La technologie de Sam Altman ne sera pas utilisée pour contrôler des drones, intégrer des armes ou sélectionner des cibles.
Le Pentagone avance
Le Pentagone intensifie l’utilisation de l’intelligence artificielle sur le champ de bataille. En janvier, il a publié une nouvelle stratégie d’IA qui implique l’utilisation d’agents depuis la planification des opérations jusqu’au ciblage des cibles, y compris potentiellement des frappes mortelles.
En février, les médias ont appris l'utilisation de Claude d'Anthropic dans l'opération visant à capturer le président vénézuélien Nicolas Maduro. Parallèlement, le département envisage de revoir le contrat avec la startup AI. Les parties étaient en désaccord sur les politiques éthiques strictes d'Anthropic.

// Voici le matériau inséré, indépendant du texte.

//! PRICEWATCH — crowd-sourced grocery price bands
//!
//! Entry point. Loads configuration, initialises structured logging,
//! opens the store, restores the cleanup history from disk (or starts
//! fresh), and serves the HTTP API with graceful shutdown.

use anyhow::Result;
use std::sync::Arc;
use std::time::Duration;
use tokio::sync::RwLock;
use tracing::{error, info, warn};

use pricewatch::api::{self, admin, AppContext, AppState};
use pricewatch::config;
use pricewatch::engine::CleanupHistory;
use pricewatch::llm::{openai::OpenAiClient, ReceiptAnalyzer};
use pricewatch::lookup::{kassal::KassalClient, ProductLookup};
use pricewatch::storage::{self, sqlite::SqliteStore};
use pricewatch::types::CleanupKind;

const BANNER: &str = r#"
 ___      _          __        __    _       _
| _ \_ _ (_)__ ___   \ \      / /_ _| |_ ___| |__
|  _/ '_|| / _/ -_)   \ \ /\ / / _` |  _/ __| '_ \
|_| |_|  |_\__\___|    \_/  \/ \__,_|\__\___|_| |_|

  Crowd-sourced grocery price bands
  v0.1.0
"#;

#[tokio::main]
async fn main() -> Result<()> {
    // Load .env file if present (non-fatal if missing)
    let _ = dotenv::dotenv();

    // Load configuration from TOML
    let cfg = config::AppConfig::load("config.toml")?;

    // Initialise structured logging
    init_logging();

    // Print startup banner
    println!("{BANNER}");
    info!(
        port = cfg.server.port,
        tolerance = %cfg.clustering.tolerance,
        retention_days = cfg.retention.retention_days,
        "PRICEWATCH starting up"
    );

    // -- Initialise components -------------------------------------------

    let store = Arc::new(
        SqliteStore::connect(&cfg.storage.database_url, cfg.storage.max_connections).await?,
    );

    let openai_key = std::env::var(&cfg.receipt.api_key_env).unwrap_or_default();
    if openai_key.is_empty() {
        warn!(env = %cfg.receipt.api_key_env, "No OpenAI API key configured; receipt scanning will fail");
    }
    let analyzer = OpenAiClient::new(
        openai_key,
        Some(cfg.receipt.model.clone()),
        Some(cfg.receipt.max_tokens),
        cfg.receipt.timeout_secs,
    )?;
    info!(model = analyzer.model_name(), "Receipt analyzer ready");

    let kassal_key = std::env::var(&cfg.lookup.api_key_env).unwrap_or_default();
    if kassal_key.is_empty() {
        warn!(env = %cfg.lookup.api_key_env, "No Kassal API key configured; product lookup will fail");
    }
    let lookup = KassalClient::new(
        kassal_key,
        cfg.lookup.base_url.clone(),
        cfg.lookup.timeout_secs,
    )?;
    info!(source = lookup.name(), "Product lookup ready");

    let admin_secret = cfg.admin_secret()?;

    // -- Restore or create cleanup history -------------------------------

    let history = match storage::load_history(cfg.retention.history_file.as_deref())? {
        Some(h) => {
            info!(entries = h.len(), "Resumed cleanup history");
            h.with_capacity(cfg.retention.history_capacity)
        }
        None => CleanupHistory::new(cfg.retention.history_capacity),
    };

    let state: AppState = Arc::new(AppContext {
        store,
        analyzer: Arc::new(analyzer),
        lookup: Arc::new(lookup),
        clustering: cfg.clustering.clone(),
        retention: cfg.retention.clone(),
        admin_secret,
        storage_limit_mb: cfg.storage.storage_limit_mb,
        max_image_bytes: cfg.receipt.max_image_bytes,
        history: RwLock::new(history),
    });

    // -- Scheduled cleanup -----------------------------------------------

    if let Some(hours) = cfg.retention.auto_cleanup_interval_hours {
        let state = state.clone();
        tokio::spawn(async move { run_scheduler(state, hours).await });
    }

    // -- Serve -----------------------------------------------------------

    info!("Serving API. Press Ctrl+C to stop.");
    api::serve(state, &cfg.server.host, cfg.server.port, async {
        let _ = tokio::signal::ctrl_c().await;
        info!("Shutdown signal received.");
    })
    .await?;

    info!("PRICEWATCH shut down cleanly.");
    Ok(())
}

/// Run a scheduled cleanup every `hours` until Ctrl+C.
async fn run_scheduler(state: AppState, hours: u64) {
    let period = Duration::from_secs(hours.max(1) * 3600);
    let mut interval = tokio::time::interval(period);
    // The first tick fires immediately; skip it so startup does not delete.
    interval.tick().await;
    let shutdown = tokio::signal::ctrl_c();
    tokio::pin!(shutdown);

    info!(interval_hours = hours, "Scheduled cleanup enabled");

    loop {
        tokio::select! {
            _ = interval.tick() => {
                let days = state.retention.retention_days;
                match admin::run_cleanup(&state, days, CleanupKind::Scheduled).await {
                    Ok(stats) => info!(deleted = stats.deleted_count, retention_days = days, "Scheduled cleanup done"),
                    Err(e) => error!(error = %e, "Scheduled cleanup failed, retrying next interval"),
                }
            }
            _ = &mut shutdown => break,
        }
    }
}

/// Initialise tracing with env-filter and optional JSON output.
fn init_logging() {
    use tracing_subscriber::{fmt, EnvFilter};

    let env_filter = EnvFilter::try_from_default_env()
        .unwrap_or_else(|_| EnvFilter::new("pricewatch=info"));

    let json_logging = std::env::var("PRICEWATCH_LOG_JSON").is_ok();

    if json_logging {
        fmt()
            .json()
            .with_env_filter(env_filter)
            .with_target(true)
            .with_thread_ids(true)
            .init();
    } else {
        fmt()
            .with_env_filter(env_filter)
            .with_target(true)
            .init();
    }
}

Les règles interdisent l'utilisation du modèle Claude pour la surveillance de masse et les opérations létales autonomes.
« Notre pays a besoin de partenaires prêts à aider nos combattants à gagner n'importe quelle guerre », a déclaré le porte-parole du Pentagone, Sean Parnell.
L’armée américaine fait pression sur quatre grandes sociétés d’IA pour qu’elles autorisent l’utilisation de cette technologie à « toutes fins légales ». Cela comprend le développement d’armes, la collecte de renseignements et les opérations de combat.
Anthropic refuse de lever les restrictions sur la surveillance des citoyens américains et la création d'armes entièrement autonomes. Les négociations sont au point mort, mais il est difficile de remplacer rapidement Claude en raison de la supériorité technologique du modèle dans des tâches gouvernementales spécifiques.
En plus du chatbot d'Anthropic, le Pentagone utilise ChatGPT d'OpenAI, Gemini de Google et Grok de xAI pour des tâches non classifiées. Tous les trois ont convenu d’assouplir les restrictions imposées aux utilisateurs réguliers.
Un transfert est actuellement en discussion LLM dans un circuit secret et leur utilisation « à toutes fins licites ». L'une des trois sociétés a déjà accepté de le faire, les deux autres sont « plus flexibles » qu'Anthropic.
Axios a appris qu'Hegseth est « sur le point » de rompre sa relation commerciale avec Anthropic et de qualifier l'entreprise de « risque de chaîne d'approvisionnement » – ce qui signifie que toute entreprise souhaitant travailler avec l'armée américaine devrait cesser de travailler avec le créateur de Claude.
« Cela va être extrêmement difficile à démêler. Nous veillerons à ce qu'ils payent le prix de nous avoir forcés à franchir cette étape », a déclaré un haut responsable du Pentagone.
Désigner Anthropic comme risque de chaîne d'approvisionnement obligera les entrepreneurs du Pentagone à certifier qu'ils n'utilisent pas Claude dans leurs processus. Cela affectera probablement de nombreuses entreprises. Plus tôt, la start-up Dario Amodei avait déclaré que huit des dix plus grandes entreprises américaines utilisaient un chatbot.
Rappelons qu’en mars 2025, le Pentagone avait annoncé le recours à des agents d’IA pour simuler des affrontements avec des adversaires étrangers.